→ **Activity**
Using the listing below, work out how many lines contain the word "filename", and respond with that number alone.

→ **Entries provided**
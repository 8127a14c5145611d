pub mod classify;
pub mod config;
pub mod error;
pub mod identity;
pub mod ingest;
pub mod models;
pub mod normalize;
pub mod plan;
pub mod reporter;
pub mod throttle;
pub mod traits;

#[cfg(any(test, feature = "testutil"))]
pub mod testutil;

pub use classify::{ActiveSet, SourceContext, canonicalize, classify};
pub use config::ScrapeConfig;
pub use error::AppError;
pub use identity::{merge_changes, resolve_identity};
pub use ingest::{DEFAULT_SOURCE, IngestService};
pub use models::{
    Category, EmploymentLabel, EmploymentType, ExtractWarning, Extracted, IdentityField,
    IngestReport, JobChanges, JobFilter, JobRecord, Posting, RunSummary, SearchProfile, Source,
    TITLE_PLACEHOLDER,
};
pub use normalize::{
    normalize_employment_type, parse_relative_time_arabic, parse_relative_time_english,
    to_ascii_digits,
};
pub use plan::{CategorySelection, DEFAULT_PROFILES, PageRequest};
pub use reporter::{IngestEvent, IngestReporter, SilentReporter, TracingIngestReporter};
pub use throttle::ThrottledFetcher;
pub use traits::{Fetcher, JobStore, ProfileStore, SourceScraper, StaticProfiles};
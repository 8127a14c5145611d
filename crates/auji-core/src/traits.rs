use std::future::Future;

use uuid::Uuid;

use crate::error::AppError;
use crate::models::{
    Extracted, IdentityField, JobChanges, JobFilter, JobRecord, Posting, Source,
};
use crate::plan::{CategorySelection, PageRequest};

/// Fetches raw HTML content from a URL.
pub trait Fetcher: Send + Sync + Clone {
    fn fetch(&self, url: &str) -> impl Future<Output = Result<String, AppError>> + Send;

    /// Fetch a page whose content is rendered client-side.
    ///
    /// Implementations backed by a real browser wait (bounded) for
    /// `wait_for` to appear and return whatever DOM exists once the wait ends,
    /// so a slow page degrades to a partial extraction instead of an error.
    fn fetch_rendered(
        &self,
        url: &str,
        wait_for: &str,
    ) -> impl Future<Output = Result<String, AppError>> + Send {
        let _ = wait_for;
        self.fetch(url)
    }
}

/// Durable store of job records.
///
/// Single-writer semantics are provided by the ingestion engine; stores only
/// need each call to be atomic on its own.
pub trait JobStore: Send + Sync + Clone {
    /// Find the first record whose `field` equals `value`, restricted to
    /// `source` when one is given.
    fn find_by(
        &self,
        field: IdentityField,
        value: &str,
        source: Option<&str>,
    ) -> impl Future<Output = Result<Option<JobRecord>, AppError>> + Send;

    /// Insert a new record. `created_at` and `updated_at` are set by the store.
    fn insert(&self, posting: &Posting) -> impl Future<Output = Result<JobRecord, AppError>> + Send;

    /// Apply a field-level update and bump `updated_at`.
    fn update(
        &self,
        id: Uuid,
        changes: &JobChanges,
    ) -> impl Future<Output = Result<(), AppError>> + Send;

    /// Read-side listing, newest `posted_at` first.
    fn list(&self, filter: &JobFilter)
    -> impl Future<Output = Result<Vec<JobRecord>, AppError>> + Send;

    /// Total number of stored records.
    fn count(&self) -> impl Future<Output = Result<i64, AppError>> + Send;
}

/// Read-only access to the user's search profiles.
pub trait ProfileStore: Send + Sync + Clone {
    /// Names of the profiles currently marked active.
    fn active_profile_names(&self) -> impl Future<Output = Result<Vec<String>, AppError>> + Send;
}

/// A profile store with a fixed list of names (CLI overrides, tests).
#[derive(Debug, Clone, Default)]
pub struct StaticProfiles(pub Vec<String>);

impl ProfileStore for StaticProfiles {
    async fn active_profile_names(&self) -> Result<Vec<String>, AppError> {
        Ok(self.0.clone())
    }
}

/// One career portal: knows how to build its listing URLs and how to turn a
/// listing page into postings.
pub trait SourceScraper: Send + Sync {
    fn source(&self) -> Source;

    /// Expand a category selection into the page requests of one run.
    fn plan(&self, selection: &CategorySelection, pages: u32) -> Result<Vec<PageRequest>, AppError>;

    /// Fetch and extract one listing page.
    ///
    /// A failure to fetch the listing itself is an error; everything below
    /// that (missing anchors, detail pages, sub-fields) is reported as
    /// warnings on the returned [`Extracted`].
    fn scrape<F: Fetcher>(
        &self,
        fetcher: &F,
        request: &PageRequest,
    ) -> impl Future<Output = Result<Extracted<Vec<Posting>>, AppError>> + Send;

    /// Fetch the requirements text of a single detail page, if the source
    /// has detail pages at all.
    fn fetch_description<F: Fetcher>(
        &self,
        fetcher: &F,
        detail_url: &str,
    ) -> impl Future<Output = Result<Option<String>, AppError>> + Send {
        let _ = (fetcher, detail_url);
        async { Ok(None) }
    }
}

==

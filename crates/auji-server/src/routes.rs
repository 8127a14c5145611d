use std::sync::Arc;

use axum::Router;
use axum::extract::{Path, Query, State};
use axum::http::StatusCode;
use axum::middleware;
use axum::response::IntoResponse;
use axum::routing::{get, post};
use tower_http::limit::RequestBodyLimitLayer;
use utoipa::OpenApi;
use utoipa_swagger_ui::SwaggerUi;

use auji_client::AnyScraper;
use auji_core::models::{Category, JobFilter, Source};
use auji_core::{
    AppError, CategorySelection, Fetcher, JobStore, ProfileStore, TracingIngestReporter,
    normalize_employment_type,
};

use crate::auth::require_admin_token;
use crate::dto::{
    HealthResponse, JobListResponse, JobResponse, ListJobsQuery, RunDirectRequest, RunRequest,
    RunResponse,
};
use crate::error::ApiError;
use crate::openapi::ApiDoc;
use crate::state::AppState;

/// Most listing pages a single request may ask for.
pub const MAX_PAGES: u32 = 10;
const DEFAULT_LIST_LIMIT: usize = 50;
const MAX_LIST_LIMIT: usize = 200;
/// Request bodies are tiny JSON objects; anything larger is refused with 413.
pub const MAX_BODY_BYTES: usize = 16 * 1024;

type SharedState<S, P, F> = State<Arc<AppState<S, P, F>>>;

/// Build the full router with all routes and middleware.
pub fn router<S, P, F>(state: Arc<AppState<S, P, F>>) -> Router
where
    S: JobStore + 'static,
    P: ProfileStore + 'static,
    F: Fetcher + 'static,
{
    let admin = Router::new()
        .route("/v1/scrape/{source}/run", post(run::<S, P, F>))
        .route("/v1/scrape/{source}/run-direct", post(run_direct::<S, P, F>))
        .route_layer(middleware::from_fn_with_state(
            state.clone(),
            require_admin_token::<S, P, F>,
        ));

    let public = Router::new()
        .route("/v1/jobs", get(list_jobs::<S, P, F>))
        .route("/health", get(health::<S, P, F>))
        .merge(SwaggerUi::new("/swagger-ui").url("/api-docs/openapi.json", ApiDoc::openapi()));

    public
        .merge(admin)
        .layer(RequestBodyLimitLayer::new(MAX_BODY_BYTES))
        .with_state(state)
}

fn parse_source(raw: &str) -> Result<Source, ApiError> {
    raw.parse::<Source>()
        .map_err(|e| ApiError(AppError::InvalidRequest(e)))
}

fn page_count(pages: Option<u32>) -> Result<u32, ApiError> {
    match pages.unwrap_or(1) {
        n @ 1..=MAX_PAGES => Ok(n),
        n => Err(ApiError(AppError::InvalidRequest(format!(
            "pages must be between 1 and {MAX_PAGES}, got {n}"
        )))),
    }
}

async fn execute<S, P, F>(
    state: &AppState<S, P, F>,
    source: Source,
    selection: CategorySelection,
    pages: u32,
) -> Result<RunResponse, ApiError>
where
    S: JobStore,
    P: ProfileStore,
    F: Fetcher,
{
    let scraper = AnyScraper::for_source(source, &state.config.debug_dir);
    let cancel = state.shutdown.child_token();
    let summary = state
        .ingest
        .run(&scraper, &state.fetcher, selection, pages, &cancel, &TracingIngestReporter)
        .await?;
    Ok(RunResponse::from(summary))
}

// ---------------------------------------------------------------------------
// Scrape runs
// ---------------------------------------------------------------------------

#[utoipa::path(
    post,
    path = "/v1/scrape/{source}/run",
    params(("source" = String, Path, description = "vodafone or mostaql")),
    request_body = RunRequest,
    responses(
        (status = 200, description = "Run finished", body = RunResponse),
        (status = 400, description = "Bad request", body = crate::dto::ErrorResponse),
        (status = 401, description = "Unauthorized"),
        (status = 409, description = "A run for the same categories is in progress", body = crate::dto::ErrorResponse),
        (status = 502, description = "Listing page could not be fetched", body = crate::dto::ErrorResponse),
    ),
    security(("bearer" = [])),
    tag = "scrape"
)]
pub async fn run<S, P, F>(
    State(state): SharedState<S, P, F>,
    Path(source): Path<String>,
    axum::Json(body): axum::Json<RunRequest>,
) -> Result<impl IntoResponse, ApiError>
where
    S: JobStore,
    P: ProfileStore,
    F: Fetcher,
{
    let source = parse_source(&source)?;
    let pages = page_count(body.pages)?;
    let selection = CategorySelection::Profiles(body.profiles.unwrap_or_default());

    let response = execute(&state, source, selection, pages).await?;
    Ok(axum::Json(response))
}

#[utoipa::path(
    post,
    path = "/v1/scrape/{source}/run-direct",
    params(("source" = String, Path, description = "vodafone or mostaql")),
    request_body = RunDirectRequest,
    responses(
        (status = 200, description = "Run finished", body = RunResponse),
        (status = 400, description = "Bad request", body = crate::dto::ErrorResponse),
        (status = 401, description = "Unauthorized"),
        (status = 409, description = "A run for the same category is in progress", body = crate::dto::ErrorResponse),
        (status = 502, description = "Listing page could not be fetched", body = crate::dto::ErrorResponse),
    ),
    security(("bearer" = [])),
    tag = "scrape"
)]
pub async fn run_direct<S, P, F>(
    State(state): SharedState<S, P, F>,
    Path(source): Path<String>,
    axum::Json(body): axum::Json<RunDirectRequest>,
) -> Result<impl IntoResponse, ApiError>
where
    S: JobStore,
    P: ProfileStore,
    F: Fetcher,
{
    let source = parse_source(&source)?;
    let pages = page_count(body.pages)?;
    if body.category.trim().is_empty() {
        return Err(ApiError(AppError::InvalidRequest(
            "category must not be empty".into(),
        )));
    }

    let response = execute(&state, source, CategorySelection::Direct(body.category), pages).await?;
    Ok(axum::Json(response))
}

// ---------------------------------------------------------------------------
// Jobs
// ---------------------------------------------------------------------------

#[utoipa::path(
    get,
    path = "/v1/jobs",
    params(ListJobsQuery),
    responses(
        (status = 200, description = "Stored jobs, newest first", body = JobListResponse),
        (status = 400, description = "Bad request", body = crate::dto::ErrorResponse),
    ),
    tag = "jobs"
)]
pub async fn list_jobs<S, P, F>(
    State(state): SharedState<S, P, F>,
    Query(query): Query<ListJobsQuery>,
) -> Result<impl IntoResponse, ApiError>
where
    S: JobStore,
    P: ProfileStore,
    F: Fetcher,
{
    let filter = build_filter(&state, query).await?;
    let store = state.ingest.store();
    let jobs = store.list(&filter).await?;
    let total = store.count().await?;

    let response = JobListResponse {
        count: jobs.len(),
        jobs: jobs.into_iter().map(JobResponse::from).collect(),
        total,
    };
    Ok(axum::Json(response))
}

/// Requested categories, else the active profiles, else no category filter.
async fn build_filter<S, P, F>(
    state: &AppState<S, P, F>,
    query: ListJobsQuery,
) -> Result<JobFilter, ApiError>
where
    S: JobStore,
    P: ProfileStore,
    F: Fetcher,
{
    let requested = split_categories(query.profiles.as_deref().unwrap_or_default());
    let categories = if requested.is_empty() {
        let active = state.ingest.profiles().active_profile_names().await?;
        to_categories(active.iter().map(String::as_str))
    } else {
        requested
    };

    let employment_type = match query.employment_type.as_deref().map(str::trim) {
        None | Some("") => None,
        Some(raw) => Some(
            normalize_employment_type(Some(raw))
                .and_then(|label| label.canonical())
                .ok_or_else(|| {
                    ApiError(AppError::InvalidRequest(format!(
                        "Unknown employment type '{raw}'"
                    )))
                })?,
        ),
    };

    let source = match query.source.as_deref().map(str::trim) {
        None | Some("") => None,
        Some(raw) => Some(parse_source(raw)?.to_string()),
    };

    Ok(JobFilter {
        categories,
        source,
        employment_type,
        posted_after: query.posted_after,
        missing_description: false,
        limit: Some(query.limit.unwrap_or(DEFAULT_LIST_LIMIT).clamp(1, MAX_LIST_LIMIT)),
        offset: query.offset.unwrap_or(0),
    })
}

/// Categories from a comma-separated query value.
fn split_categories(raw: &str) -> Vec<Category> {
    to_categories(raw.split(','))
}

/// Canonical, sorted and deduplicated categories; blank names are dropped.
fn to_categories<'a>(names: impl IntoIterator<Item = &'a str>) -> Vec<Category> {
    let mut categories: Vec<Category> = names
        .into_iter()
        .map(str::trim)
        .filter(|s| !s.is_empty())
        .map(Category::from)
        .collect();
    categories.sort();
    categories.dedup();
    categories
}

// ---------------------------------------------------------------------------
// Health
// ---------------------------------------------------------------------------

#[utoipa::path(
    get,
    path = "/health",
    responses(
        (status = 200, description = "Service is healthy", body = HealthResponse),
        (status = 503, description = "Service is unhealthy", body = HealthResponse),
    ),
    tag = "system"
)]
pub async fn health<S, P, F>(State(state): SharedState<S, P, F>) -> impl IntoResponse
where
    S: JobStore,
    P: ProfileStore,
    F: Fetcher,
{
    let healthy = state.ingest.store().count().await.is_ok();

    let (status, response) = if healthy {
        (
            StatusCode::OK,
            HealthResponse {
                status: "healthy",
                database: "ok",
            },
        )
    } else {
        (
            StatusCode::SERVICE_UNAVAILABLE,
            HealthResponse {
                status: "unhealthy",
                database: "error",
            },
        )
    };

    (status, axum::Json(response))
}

→ **Expected answer**
2